## WHAT IS NEEDED
Each line of the data below that holds the word "struct" is to be reported in full.
DATA EXTRACTS: Begin
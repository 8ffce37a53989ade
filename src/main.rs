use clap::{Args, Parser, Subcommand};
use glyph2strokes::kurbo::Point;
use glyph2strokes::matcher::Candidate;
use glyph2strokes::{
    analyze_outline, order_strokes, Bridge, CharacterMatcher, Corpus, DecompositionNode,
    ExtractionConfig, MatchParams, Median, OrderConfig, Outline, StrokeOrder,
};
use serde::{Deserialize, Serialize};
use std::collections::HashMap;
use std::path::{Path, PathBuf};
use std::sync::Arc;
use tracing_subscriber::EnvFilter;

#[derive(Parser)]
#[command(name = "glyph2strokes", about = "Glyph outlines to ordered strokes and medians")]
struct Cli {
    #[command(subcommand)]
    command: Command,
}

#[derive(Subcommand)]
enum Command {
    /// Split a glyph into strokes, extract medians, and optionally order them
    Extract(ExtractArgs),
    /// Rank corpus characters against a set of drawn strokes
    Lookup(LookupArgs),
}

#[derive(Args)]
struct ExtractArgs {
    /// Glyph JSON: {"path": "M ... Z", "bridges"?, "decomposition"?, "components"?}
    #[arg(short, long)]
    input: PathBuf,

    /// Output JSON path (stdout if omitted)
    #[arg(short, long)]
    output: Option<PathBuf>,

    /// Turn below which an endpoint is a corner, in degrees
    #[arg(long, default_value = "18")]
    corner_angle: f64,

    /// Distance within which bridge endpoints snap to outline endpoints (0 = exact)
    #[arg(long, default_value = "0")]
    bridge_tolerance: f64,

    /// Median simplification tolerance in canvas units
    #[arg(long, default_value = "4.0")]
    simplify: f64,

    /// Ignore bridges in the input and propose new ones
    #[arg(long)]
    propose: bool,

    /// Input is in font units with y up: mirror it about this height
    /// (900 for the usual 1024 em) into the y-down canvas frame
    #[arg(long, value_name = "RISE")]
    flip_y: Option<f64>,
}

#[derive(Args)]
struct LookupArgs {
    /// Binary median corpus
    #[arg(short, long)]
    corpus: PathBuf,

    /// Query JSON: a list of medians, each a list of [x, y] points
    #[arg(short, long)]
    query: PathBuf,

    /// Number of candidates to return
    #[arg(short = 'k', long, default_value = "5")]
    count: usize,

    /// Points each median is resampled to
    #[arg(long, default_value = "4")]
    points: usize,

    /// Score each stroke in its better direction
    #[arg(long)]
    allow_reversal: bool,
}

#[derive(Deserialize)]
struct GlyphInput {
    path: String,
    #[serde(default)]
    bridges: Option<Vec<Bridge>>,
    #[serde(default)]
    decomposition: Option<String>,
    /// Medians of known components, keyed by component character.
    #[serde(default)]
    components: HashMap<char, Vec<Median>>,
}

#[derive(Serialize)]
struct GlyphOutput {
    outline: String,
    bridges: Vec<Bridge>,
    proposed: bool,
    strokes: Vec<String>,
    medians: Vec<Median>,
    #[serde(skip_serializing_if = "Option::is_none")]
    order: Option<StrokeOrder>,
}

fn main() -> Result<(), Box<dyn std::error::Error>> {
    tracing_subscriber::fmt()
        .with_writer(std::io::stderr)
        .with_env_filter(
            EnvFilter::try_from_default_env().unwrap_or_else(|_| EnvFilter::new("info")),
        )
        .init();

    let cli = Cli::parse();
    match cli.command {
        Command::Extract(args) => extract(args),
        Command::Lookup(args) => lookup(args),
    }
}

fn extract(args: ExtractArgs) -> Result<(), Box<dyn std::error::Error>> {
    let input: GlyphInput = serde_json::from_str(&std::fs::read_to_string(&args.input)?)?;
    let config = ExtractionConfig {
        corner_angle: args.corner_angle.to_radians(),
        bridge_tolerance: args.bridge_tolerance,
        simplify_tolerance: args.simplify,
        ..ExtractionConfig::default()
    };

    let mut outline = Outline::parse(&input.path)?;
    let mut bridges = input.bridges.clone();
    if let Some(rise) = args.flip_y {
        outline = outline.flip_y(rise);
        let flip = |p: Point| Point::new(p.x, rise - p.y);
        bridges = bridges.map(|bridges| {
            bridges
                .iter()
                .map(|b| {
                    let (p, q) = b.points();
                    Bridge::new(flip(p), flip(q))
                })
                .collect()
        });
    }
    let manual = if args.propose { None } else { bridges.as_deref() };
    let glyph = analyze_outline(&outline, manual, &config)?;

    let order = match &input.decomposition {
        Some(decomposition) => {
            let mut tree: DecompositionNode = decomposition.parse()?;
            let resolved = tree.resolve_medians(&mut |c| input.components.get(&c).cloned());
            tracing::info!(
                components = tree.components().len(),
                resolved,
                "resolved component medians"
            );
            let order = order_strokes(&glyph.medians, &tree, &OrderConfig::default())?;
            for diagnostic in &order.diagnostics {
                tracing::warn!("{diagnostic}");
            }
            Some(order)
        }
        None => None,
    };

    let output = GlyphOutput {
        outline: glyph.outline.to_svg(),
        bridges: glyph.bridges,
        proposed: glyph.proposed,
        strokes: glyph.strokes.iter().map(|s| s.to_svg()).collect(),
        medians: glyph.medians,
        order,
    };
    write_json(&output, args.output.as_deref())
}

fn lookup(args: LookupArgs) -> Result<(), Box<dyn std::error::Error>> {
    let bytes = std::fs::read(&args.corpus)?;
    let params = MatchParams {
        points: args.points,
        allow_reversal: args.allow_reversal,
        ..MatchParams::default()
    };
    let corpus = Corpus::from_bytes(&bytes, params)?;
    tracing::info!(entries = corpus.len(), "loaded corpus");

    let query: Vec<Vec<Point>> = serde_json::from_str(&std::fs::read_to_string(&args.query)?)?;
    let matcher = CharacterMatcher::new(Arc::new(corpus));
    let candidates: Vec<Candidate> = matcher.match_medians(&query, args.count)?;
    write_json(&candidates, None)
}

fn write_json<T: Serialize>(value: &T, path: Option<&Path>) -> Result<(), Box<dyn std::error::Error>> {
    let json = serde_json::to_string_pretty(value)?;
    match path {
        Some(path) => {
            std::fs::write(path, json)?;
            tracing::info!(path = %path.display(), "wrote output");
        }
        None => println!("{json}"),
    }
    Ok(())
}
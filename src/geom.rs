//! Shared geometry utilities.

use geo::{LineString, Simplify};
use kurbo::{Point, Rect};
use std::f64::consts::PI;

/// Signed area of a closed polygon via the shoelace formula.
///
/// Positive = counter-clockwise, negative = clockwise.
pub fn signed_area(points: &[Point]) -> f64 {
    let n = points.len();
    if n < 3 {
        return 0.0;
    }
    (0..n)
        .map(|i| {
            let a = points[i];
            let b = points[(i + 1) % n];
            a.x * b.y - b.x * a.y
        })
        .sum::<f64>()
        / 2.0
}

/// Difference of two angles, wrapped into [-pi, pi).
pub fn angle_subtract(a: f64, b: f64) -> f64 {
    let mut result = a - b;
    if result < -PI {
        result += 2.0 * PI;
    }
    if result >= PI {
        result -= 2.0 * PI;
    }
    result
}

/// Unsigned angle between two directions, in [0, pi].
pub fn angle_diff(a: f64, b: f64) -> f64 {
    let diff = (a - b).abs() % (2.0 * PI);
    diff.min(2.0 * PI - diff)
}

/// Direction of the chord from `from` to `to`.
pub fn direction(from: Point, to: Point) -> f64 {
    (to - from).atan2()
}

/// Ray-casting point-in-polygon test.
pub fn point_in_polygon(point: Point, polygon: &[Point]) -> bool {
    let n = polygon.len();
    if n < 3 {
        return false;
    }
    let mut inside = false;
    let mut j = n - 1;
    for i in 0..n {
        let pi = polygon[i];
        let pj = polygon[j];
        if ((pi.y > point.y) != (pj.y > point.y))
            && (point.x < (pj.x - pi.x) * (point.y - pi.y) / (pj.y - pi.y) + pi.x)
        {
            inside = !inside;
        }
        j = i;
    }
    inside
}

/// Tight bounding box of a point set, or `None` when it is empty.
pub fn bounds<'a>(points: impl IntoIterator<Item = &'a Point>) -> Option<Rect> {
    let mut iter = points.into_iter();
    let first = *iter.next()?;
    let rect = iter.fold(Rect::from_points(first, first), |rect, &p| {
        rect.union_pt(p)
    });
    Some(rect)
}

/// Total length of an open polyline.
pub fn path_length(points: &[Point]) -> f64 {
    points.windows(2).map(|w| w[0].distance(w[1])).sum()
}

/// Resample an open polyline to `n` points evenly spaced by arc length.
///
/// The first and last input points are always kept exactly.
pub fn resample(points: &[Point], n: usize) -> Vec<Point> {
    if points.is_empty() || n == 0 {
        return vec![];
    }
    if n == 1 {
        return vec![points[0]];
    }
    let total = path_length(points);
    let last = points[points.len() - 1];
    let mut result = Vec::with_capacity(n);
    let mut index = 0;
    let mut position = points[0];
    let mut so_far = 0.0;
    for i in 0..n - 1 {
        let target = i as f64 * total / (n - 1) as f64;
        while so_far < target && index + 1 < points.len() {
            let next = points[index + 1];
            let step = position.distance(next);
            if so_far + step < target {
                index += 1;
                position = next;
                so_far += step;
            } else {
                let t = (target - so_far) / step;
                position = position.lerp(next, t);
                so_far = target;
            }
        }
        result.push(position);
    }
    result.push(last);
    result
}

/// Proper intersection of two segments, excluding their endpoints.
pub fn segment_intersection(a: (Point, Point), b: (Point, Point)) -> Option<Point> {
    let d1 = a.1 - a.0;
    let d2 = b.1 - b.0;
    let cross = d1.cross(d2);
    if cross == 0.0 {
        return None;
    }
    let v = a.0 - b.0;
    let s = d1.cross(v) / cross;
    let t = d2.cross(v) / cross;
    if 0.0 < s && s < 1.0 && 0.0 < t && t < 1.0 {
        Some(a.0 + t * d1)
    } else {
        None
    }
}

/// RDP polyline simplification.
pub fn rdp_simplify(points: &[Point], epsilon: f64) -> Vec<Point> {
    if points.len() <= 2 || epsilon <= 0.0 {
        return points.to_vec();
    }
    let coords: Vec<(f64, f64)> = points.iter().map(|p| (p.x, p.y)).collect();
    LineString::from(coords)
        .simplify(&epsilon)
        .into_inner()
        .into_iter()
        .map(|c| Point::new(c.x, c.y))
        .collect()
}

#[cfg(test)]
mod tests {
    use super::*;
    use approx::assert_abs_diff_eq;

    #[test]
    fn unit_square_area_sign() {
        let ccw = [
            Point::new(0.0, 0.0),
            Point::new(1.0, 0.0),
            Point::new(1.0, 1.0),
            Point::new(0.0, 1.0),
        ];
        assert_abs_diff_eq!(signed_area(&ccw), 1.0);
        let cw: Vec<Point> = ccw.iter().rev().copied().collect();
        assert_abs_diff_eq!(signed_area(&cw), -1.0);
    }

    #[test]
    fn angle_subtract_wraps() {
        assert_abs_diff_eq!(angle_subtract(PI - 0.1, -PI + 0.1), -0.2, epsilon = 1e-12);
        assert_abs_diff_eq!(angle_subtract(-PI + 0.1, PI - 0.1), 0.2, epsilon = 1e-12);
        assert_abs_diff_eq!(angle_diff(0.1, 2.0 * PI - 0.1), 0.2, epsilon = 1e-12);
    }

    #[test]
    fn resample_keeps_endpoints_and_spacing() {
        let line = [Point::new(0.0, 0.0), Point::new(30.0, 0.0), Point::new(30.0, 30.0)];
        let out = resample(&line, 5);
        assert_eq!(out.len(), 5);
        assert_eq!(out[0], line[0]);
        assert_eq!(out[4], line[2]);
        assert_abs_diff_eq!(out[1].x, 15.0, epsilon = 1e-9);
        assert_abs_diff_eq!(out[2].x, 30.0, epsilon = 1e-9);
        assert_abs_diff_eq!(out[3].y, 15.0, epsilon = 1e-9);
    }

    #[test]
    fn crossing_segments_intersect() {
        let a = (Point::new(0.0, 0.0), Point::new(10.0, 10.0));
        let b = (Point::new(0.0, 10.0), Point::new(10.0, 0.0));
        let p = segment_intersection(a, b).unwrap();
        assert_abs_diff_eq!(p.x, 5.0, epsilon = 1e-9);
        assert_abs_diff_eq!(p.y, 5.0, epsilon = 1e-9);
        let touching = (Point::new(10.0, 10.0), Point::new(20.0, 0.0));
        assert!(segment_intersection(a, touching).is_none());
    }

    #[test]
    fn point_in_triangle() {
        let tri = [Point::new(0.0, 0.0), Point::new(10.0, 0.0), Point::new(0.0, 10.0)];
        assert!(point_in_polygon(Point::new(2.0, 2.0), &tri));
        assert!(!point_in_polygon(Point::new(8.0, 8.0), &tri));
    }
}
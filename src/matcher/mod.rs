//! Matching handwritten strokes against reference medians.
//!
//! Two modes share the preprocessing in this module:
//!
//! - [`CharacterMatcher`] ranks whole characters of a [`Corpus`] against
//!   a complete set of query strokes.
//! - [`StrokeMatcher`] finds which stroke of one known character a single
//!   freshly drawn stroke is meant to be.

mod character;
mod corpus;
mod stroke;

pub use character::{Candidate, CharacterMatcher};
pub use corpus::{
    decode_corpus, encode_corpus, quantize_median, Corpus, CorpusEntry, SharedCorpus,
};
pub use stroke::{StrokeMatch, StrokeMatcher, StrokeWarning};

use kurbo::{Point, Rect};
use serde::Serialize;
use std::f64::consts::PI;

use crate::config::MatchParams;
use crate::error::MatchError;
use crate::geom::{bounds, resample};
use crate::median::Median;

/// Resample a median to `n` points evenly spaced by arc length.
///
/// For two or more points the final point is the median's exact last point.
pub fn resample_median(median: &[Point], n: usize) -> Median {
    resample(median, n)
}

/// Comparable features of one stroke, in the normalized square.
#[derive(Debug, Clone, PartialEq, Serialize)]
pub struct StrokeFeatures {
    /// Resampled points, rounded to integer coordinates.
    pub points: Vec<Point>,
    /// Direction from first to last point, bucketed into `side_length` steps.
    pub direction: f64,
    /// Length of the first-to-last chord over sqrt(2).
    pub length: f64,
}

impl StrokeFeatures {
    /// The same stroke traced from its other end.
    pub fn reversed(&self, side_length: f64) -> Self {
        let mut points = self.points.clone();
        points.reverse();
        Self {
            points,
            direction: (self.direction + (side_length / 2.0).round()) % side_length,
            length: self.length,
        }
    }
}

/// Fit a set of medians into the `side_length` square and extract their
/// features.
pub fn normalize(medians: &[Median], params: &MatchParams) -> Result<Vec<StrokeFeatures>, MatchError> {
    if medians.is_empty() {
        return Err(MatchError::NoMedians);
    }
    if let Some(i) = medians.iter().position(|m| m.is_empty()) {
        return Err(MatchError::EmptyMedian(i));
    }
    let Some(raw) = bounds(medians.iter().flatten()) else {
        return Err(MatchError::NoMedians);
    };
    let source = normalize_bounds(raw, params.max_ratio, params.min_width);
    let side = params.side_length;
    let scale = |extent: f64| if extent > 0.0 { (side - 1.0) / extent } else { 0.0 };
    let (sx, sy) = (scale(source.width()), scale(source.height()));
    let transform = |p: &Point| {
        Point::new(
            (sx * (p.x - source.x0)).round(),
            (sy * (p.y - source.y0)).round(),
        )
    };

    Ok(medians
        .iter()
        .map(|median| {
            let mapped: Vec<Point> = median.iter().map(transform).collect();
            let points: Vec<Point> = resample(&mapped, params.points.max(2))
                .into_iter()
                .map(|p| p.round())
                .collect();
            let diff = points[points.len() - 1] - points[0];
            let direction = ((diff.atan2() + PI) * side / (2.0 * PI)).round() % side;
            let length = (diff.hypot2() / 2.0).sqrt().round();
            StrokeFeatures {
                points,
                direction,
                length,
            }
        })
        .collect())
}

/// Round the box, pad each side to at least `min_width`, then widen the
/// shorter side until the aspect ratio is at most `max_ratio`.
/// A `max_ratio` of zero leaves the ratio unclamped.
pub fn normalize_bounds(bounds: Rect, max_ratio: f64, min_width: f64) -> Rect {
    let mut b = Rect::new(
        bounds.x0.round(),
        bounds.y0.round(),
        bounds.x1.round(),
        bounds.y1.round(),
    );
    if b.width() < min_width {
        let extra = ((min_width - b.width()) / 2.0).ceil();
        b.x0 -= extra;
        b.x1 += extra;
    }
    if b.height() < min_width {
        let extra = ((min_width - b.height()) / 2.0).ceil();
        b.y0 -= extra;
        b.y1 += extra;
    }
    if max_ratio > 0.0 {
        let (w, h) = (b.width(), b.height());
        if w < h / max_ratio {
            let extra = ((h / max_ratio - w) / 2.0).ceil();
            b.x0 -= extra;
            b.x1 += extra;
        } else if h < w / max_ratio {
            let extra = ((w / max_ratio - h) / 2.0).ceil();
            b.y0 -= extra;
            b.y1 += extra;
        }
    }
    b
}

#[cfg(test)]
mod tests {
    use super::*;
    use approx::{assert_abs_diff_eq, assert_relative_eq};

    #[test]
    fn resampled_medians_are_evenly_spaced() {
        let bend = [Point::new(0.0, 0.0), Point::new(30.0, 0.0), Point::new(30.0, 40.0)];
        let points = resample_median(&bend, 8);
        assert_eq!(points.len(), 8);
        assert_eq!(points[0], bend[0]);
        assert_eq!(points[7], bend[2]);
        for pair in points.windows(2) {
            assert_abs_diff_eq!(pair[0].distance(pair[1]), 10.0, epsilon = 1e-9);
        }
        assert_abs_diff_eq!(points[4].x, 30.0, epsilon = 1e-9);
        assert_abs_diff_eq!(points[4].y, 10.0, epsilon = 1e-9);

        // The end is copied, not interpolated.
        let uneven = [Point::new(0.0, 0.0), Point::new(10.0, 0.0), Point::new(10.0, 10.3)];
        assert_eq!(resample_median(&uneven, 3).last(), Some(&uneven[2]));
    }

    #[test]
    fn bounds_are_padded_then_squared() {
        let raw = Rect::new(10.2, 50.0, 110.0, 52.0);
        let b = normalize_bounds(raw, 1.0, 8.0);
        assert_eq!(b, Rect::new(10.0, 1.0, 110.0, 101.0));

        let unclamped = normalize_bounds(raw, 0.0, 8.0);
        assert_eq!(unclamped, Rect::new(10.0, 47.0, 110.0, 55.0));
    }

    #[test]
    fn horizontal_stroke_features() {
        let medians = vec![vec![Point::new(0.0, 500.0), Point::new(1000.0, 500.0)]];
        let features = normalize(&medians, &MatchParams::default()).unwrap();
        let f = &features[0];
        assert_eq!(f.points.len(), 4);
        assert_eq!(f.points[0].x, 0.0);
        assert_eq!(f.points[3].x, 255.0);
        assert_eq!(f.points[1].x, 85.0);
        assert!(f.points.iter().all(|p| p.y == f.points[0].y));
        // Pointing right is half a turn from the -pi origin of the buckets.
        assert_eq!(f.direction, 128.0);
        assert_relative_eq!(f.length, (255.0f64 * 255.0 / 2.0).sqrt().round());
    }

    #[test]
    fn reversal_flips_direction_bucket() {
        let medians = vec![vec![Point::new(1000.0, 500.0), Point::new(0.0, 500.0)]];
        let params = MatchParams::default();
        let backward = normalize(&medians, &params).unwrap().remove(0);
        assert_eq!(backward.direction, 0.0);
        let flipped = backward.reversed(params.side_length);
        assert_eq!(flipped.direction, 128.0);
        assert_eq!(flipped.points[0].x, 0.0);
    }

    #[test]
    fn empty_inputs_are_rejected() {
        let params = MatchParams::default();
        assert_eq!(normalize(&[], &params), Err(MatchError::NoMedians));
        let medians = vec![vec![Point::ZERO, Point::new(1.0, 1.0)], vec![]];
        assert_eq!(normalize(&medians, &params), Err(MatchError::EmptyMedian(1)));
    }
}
DATA EXTRACTS: End
## EXERCISE SOLUTION
struct Cli {
struct ExtractArgs {
struct LookupArgs {
struct GlyphInput {
struct GlyphOutput {
pub struct StrokeFeatures {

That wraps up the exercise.